There are eminent women writers who have devoted themselves to discuss various aspects of the human psyche. This subject has been treated by writers like Anita Desai, Bharati Mukerjee and Arundathi Roy. These novelists have moved deep into the inner parts of the mind and complexities of an individual’s existence and his/ her relationship with fellow human beings. Unlike the heroines of Kamala Markandaya and Ruth Prawer Jhabwala’s novels, the heroines in the novels of Anita Desai, Shashi Deshpande, Bharati Mukerjee and Arundathi Roy are characters who desire to live for themselves. They differ from the stereotypical heroines who allow themselves to be exploited, who surrender themselves, who are loaded with compassion, forgiveness, motherliness, etc. If the earlier protagonists accepted the role thrust on them by society, the later day protagonists of Anita Desai and Shashi Deshpande seek to know their ownselves.

Although all women novelists deal with the experiences of women, the presentations are different and are unique in characterisation. Anita Desai’s heroines are inspite of their strong sense of individuality, dedicated to the family’s well being. Similarly in the novels of Ruth Prawer Jhabwala, the women characters are subjected to man’s supremacy and social law. Nayantara Seghal tried to portray the plight of Indian women in politics and, how they get trapped in social taboos and household roles. Seghal was interested more in political happenings than in presenting the psychological perspectives of her characters.

After the publication of Anita Desai’s first novel Cry, the Peacock (1963), she became famous and got recognized by the society, so her readership increased gradually. A reading of her novels shows that she is not an ordinary writer. Her novels reach deep into the psyche of her characters.

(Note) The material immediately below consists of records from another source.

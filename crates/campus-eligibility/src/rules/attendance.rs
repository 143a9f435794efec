use serde::{Deserialize, Serialize};

use super::percentage::attendance_percentage;
use super::tier::{Tier, TierRules};

pub const ELIGIBLE_MESSAGE: &str = "Congratulations! You are eligible for all exams 🎉";

/// Class counts as reported by the caller. Not range checked here.
#[derive(Debug, Clone, Copy, PartialEq, Eq, Serialize, Deserialize)]
pub struct AttendanceInput {
    pub attended_classes: i64,
    pub total_classes: i64,
}

impl AttendanceInput {
    pub fn new(attended_classes: i64, total_classes: i64) -> Self {
        Self {
            attended_classes,
            total_classes,
        }
    }

    pub fn percentage(&self) -> i64 {
        attendance_percentage(self.attended_classes, self.total_classes)
    }
}

/// Exam milestone gated by a minimum attendance percentage.
#[derive(Debug, Clone, Copy, PartialEq, Eq, Hash, Serialize, Deserialize)]
#[serde(rename_all = "snake_case")]
pub enum ExamGate {
    FirstInternal,
    SecondInternal,
    External,
}

impl ExamGate {
    pub const fn ordered() -> [Self; 3] {
        [Self::FirstInternal, Self::SecondInternal, Self::External]
    }

    pub const fn label(self) -> &'static str {
        match self {
            Self::FirstInternal => "1st Internal",
            Self::SecondInternal => "2nd Internal",
            Self::External => "External Exam",
        }
    }

    pub const fn minimum_pct(self, rules: &TierRules) -> u8 {
        match self {
            Self::FirstInternal => rules.first_internal_min_pct,
            Self::SecondInternal => rules.second_internal_min_pct,
            Self::External => rules.external_min_pct,
        }
    }
}

/// Outcome of one exam gate.
#[derive(Debug, Clone, PartialEq, Eq, Serialize)]
pub struct GateCheck {
    pub gate: ExamGate,
    pub gate_label: &'static str,
    pub minimum_pct: u8,
    pub eligible: bool,
}

impl GateCheck {
    /// Rendered as `<Gate name> (<pct>% < <threshold>%)` in ineligible reasons.
    pub fn shortfall(&self, percentage: i64) -> Option<String> {
        if self.eligible {
            None
        } else {
            Some(format!(
                "{} ({}% < {}%)",
                self.gate_label, percentage, self.minimum_pct
            ))
        }
    }
}

#[derive(Debug, Clone, PartialEq, Eq, Serialize)]
pub struct AttendanceVerdict {
    pub tier: Tier,
    pub attended_classes: i64,
    pub total_classes: i64,
    pub percentage: i64,
    pub eligible: bool,
    pub first_internal_eligible: bool,
    pub second_internal_eligible: bool,
    pub external_eligible: bool,
    pub gates: Vec<GateCheck>,
    pub reason: String,
}

/// Evaluate every exam gate for the tier. Overall eligibility is the external
/// gate alone; the lower gates are reported for the breakdown.
pub fn evaluate(attendance: &AttendanceInput, tier: Tier) -> AttendanceVerdict {
    let rules = tier.rules();
    let percentage = attendance.percentage();

    let gates: Vec<GateCheck> = ExamGate::ordered()
        .into_iter()
        .map(|gate| {
            let minimum_pct = gate.minimum_pct(rules);
            GateCheck {
                gate,
                gate_label: gate.label(),
                minimum_pct,
                eligible: percentage >= i64::from(minimum_pct),
            }
        })
        .collect();

    let passed = |gate: ExamGate| {
        gates
            .iter()
            .any(|check| check.gate == gate && check.eligible)
    };
    let first_internal_eligible = passed(ExamGate::FirstInternal);
    let second_internal_eligible = passed(ExamGate::SecondInternal);
    let external_eligible = passed(ExamGate::External);
    let eligible = external_eligible;

    let reason = if eligible {
        ELIGIBLE_MESSAGE.to_string()
    } else {
        let failures: Vec<String> = gates
            .iter()
            .filter_map(|check| check.shortfall(percentage))
            .collect();
        format!("You are not eligible because: {}", failures.join(", "))
    };

    AttendanceVerdict {
        tier,
        attended_classes: attendance.attended_classes,
        total_classes: attendance.total_classes,
        percentage,
        eligible,
        first_internal_eligible,
        second_internal_eligible,
        external_eligible,
        gates,
        reason,
    }
}
use serde::{Deserialize, Serialize};

use super::config::MarksMode;
use super::percentage::marks_total;
use super::tier::{Tier, TierRules};

/// Component marks: CE out of 30, faculty out of 10, ESE out of 60.
#[derive(Debug, Clone, Copy, PartialEq, Eq, Serialize, Deserialize)]
pub struct MarksInput {
    pub ce: i64,
    pub faculty: i64,
    pub ese: i64,
}

impl MarksInput {
    pub fn new(ce: i64, faculty: i64, ese: i64) -> Self {
        Self { ce, faculty, ese }
    }

    pub fn total(&self) -> i64 {
        marks_total(self.ce, self.faculty, self.ese)
    }

    pub fn component(&self, component: MarkComponent) -> i64 {
        match component {
            MarkComponent::Ce => self.ce,
            MarkComponent::Faculty => self.faculty,
            MarkComponent::Ese => self.ese,
        }
    }
}

#[derive(Debug, Clone, Copy, PartialEq, Eq, Hash, Serialize, Deserialize)]
#[serde(rename_all = "snake_case")]
pub enum MarkComponent {
    Ce,
    Faculty,
    Ese,
}

impl MarkComponent {
    pub const fn ordered() -> [Self; 3] {
        [Self::Ce, Self::Faculty, Self::Ese]
    }

    pub const fn field(self) -> &'static str {
        match self {
            Self::Ce => "ce",
            Self::Faculty => "faculty",
            Self::Ese => "ese",
        }
    }

    pub const fn label(self) -> &'static str {
        match self {
            Self::Ce => "CE",
            Self::Faculty => "Faculty",
            Self::Ese => "ESE",
        }
    }

    pub const fn max_marks(self) -> i64 {
        match self {
            Self::Ce => 30,
            Self::Faculty => 10,
            Self::Ese => 60,
        }
    }

    /// Faculty marks are advisory and carry no minimum.
    pub const fn minimum(self, rules: &TierRules) -> Option<u8> {
        match self {
            Self::Ce => Some(rules.ce_min_marks),
            Self::Faculty => None,
            Self::Ese => Some(rules.ese_min_marks),
        }
    }
}

/// A minimum that was enforced and not met.
#[derive(Debug, Clone, PartialEq, Eq, Serialize, Deserialize)]
#[serde(tag = "check", rename_all = "snake_case")]
pub enum MarksShortfall {
    Ce { actual: i64, required: u8 },
    Ese { actual: i64, required: u8 },
    Total { actual: i64, required: u8 },
}

impl MarksShortfall {
    pub fn summary(&self) -> String {
        match self {
            MarksShortfall::Ce { actual, required } => {
                format!("CE minimum ({actual} < {required})")
            }
            MarksShortfall::Ese { actual, required } => {
                format!("ESE minimum ({actual} < {required})")
            }
            MarksShortfall::Total { actual, required } => {
                format!("total minimum ({actual} < {required})")
            }
        }
    }
}

#[derive(Debug, Clone, PartialEq, Eq, Serialize)]
pub struct MarksVerdict {
    pub tier: Tier,
    pub mode: MarksMode,
    pub ce: i64,
    pub faculty: i64,
    pub ese: i64,
    pub total: i64,
    pub passed: bool,
    pub ce_met: bool,
    pub ese_met: bool,
    pub total_met: bool,
    pub shortfalls: Vec<MarksShortfall>,
    pub reason: String,
}

/// Total-only evaluation: pass iff `ce + faculty + ese >= total_min_marks`.
pub fn evaluate(marks: &MarksInput, tier: Tier) -> MarksVerdict {
    evaluate_with_mode(marks, tier, MarksMode::Lenient)
}

pub fn evaluate_with_mode(marks: &MarksInput, tier: Tier, mode: MarksMode) -> MarksVerdict {
    let rules = tier.rules();
    let total = marks.total();

    let ce_met = marks.ce >= i64::from(rules.ce_min_marks);
    let ese_met = marks.ese >= i64::from(rules.ese_min_marks);
    let total_met = total >= i64::from(rules.total_min_marks);

    let mut shortfalls = Vec::new();
    if mode == MarksMode::Strict {
        if !ce_met {
            shortfalls.push(MarksShortfall::Ce {
                actual: marks.ce,
                required: rules.ce_min_marks,
            });
        }
        if !ese_met {
            shortfalls.push(MarksShortfall::Ese {
                actual: marks.ese,
                required: rules.ese_min_marks,
            });
        }
    }
    if !total_met {
        shortfalls.push(MarksShortfall::Total {
            actual: total,
            required: rules.total_min_marks,
        });
    }

    let passed = shortfalls.is_empty();
    let reason = if passed {
        format!("Congratulations! You passed with {total}/100 🎉")
    } else {
        match mode {
            MarksMode::Lenient => format!(
                "You failed because total marks are below the required minimum ({} < {})",
                total, rules.total_min_marks
            ),
            MarksMode::Strict => {
                let failures: Vec<String> =
                    shortfalls.iter().map(MarksShortfall::summary).collect();
                format!("You failed because: {}", failures.join(", "))
            }
        }
    };

    MarksVerdict {
        tier,
        mode,
        ce: marks.ce,
        faculty: marks.faculty,
        ese: marks.ese,
        total,
        passed,
        ce_met,
        ese_met,
        total_met,
        shortfalls,
        reason,
    }
}
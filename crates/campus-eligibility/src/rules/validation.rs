use serde::Serialize;
use std::fmt;

use super::attendance::AttendanceInput;
use super::marks::{MarkComponent, MarksInput};

/// One violated input bound.
#[derive(Debug, Clone, PartialEq, Eq, Serialize)]
pub struct ValidationIssue {
    pub field: &'static str,
    pub message: String,
}

/// Every bound an input violated, in field order.
#[derive(Debug, Clone, PartialEq, Eq, Serialize)]
pub struct ValidationErrors {
    pub issues: Vec<ValidationIssue>,
}

impl ValidationErrors {
    fn check(issues: Vec<ValidationIssue>) -> Result<(), Self> {
        if issues.is_empty() {
            Ok(())
        } else {
            Err(Self { issues })
        }
    }

    pub fn fields(&self) -> Vec<&'static str> {
        self.issues.iter().map(|issue| issue.field).collect()
    }
}

impl fmt::Display for ValidationErrors {
    fn fmt(&self, f: &mut fmt::Formatter<'_>) -> fmt::Result {
        let messages: Vec<&str> = self
            .issues
            .iter()
            .map(|issue| issue.message.as_str())
            .collect();
        write!(f, "invalid input: {}", messages.join("; "))
    }
}

impl std::error::Error for ValidationErrors {}

pub fn validate_marks(marks: &MarksInput) -> Result<(), ValidationErrors> {
    let issues = MarkComponent::ordered()
        .into_iter()
        .filter_map(|component| {
            let value = marks.component(component);
            let max = component.max_marks();
            (!(0..=max).contains(&value)).then(|| ValidationIssue {
                field: component.field(),
                message: format!(
                    "{} marks must be between 0 and {max} (got {value})",
                    component.label()
                ),
            })
        })
        .collect();

    ValidationErrors::check(issues)
}

pub fn validate_attendance(attendance: &AttendanceInput) -> Result<(), ValidationErrors> {
    let AttendanceInput {
        attended_classes,
        total_classes,
    } = *attendance;
    let mut issues = Vec::new();

    if attended_classes < 0 {
        issues.push(ValidationIssue {
            field: "attended_classes",
            message: format!("attended classes must not be negative (got {attended_classes})"),
        });
    }
    if total_classes < 0 {
        issues.push(ValidationIssue {
            field: "total_classes",
            message: format!("total classes must not be negative (got {total_classes})"),
        });
    }
    if attended_classes > total_classes {
        issues.push(ValidationIssue {
            field: "attended_classes",
            message: format!(
                "attended classes ({attended_classes}) must not exceed total classes ({total_classes})"
            ),
        });
    }

    ValidationErrors::check(issues)
}
//! Storage client contract
//!
//! The adapter never speaks the remote protocol itself. Everything that
//! touches the wire (authentication, encryption, chunked transfer, retries)
//! lives behind [`StorageClient`]. The trait is identifier-addressed: the
//! path layer in [`crate::fs`] maps virtual paths onto these identifiers.

pub mod memory;

use std::fmt;
use std::pin::Pin;

use async_trait::async_trait;
use bytes::Bytes;
use chrono::{DateTime, Utc};
use futures::Stream;

use crate::error::{FilenError, Result};

/// Opaque handle the remote store uses to address a file or directory
#[derive(Debug, Clone, PartialEq, Eq, Hash)]
pub struct RemoteId(String);

impl RemoteId {
    pub fn new(id: impl Into<String>) -> Self {
        Self(id.into())
    }

    pub fn as_str(&self) -> &str {
        &self.0
    }
}

impl fmt::Display for RemoteId {
    fn fmt(&self, f: &mut fmt::Formatter<'_>) -> fmt::Result {
        f.write_str(&self.0)
    }
}

/// Content hash kinds a store may be able to supply
#[derive(Debug, Clone, Copy, PartialEq, Eq, Hash)]
pub enum HashType {
    Md5,
    Sha1,
    Sha256,
    Sha512,
}

impl fmt::Display for HashType {
    fn fmt(&self, f: &mut fmt::Formatter<'_>) -> fmt::Result {
        let name = match self {
            HashType::Md5 => "md5",
            HashType::Sha1 => "sha1",
            HashType::Sha256 => "sha256",
            HashType::Sha512 => "sha512",
        };
        f.write_str(name)
    }
}

/// File record as reported by the store
#[derive(Debug, Clone)]
pub struct RemoteFile {
    pub id: RemoteId,
    /// Directory the file lives in
    pub parent: RemoteId,
    pub name: String,
    pub size: u64,
    pub last_modified: DateTime<Utc>,
    /// Hashes the store knows for this content, keyed by kind
    pub hashes: Vec<(HashType, String)>,
}

impl RemoteFile {
    pub fn hash(&self, kind: HashType) -> Option<&str> {
        self.hashes
            .iter()
            .find(|(k, _)| *k == kind)
            .map(|(_, v)| v.as_str())
    }
}

/// Directory record as reported by the store
#[derive(Debug, Clone)]
pub struct RemoteDirectory {
    pub id: RemoteId,
    /// None for the account root
    pub parent: Option<RemoteId>,
    pub name: String,
    pub created: DateTime<Utc>,
}

/// A child looked up by name
#[derive(Debug, Clone)]
pub enum RemoteItem {
    File(RemoteFile),
    Directory(RemoteDirectory),
}

impl RemoteItem {
    pub fn id(&self) -> &RemoteId {
        match self {
            RemoteItem::File(f) => &f.id,
            RemoteItem::Directory(d) => &d.id,
        }
    }

    pub fn is_dir(&self) -> bool {
        matches!(self, RemoteItem::Directory(_))
    }
}

/// Metadata sent alongside an upload
#[derive(Debug, Clone)]
pub struct UploadMetadata {
    pub parent: RemoteId,
    pub name: String,
    /// Declared length, if the caller knows it
    pub size: Option<u64>,
    pub last_modified: DateTime<Utc>,
}

/// Client capabilities declaration
#[derive(Debug, Clone, Default)]
pub struct Capabilities {
    /// Hash kinds the store can report for file content
    pub hashes: Vec<HashType>,
    /// Can update a file's last-modified time in place
    pub set_mtime: bool,
}

/// Lazy byte stream used for both directions of a transfer.
///
/// An `Err` item terminates the transfer. For uploads the client must treat
/// it as an abort and leave no partial object behind.
pub type ByteStream = Pin<Box<dyn Stream<Item = Result<Bytes>> + Send>>;

/// Identifier-addressed session with the remote store
///
/// One value is shared by every operation on a filesystem, so implementations
/// must tolerate concurrent calls. Streams returned by [`download`] own their
/// connection and release it when dropped.
///
/// [`download`]: StorageClient::download
#[async_trait]
pub trait StorageClient: Send + Sync {
    /// Get client capabilities
    fn capabilities(&self) -> Capabilities;

    /// The account's base folder
    async fn root(&self) -> Result<RemoteDirectory>;

    /// Look up a direct child of `parent` by name
    async fn find_child(&self, parent: &RemoteId, name: &str) -> Result<Option<RemoteItem>>;

    /// List the direct children of a directory as `(files, directories)`
    async fn list_children(
        &self,
        dir: &RemoteId,
    ) -> Result<(Vec<RemoteFile>, Vec<RemoteDirectory>)>;

    /// Create a directory
    ///
    /// Fails with `AlreadyExists` if `parent` already has a child called `name`.
    async fn create_directory(&self, parent: &RemoteId, name: &str) -> Result<RemoteDirectory>;

    /// Remove a directory and everything below it
    async fn remove_directory(&self, dir: &RemoteId) -> Result<()>;

    /// Remove a file
    async fn remove_file(&self, file: &RemoteId) -> Result<()>;

    /// Stream a file's content from byte `offset` to the end
    ///
    /// Nothing is fetched until the stream is polled; each poll fetches at
    /// most one chunk. Chunks before the one holding `offset` are never
    /// fetched. An offset at or past the end yields an empty stream.
    fn download(&self, file: &RemoteFile, offset: u64) -> ByteStream;

    /// Upload content as a file named `metadata.name` in `metadata.parent`
    ///
    /// An existing file with the same name is replaced only once the whole
    /// stream has been consumed successfully.
    async fn upload(&self, data: ByteStream, metadata: UploadMetadata) -> Result<RemoteFile>;

    /// Update a file's last-modified time
    ///
    /// Default implementation returns Unsupported
    async fn set_modified(&self, _file: &RemoteId, _time: DateTime<Utc>) -> Result<RemoteFile> {
        Err(FilenError::Unsupported(
            "setting modification time".to_string(),
        ))
    }
}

This kind of writing demarcates her from other Indian woman novelists, who are chiefly interested in social themes like impact of the west who struggle to cope up with India’s developments and the political set up. She has deviated from the traditional mode of writing fiction.

Anita Desai made a choice in the new style of writing. She has begun to encapsulate the sensations, the emotions and feelings of her characters within her writings. She has established her own way of influencing her younger contemporaries like Shashi Deshpande and others. She has stimulated the growth of feminist oriented writing in India. Anita Desai with her different style and tactics characterizes her protagonists in an unconventional way. Her heroines are not ordinary women; they are sensitive beings who want emotional attention. They want their lives to be a glorious vacation. She focuses her attention on the psychic life of her characters. She is very keen on presenting the inner world of her characters rather than the outer world of action. Her novels are based on family relationship; how life of one character has enormous influence on the lives of others. Her style of writing can be considered to be influenced to a certain extent by Virginia Woolf.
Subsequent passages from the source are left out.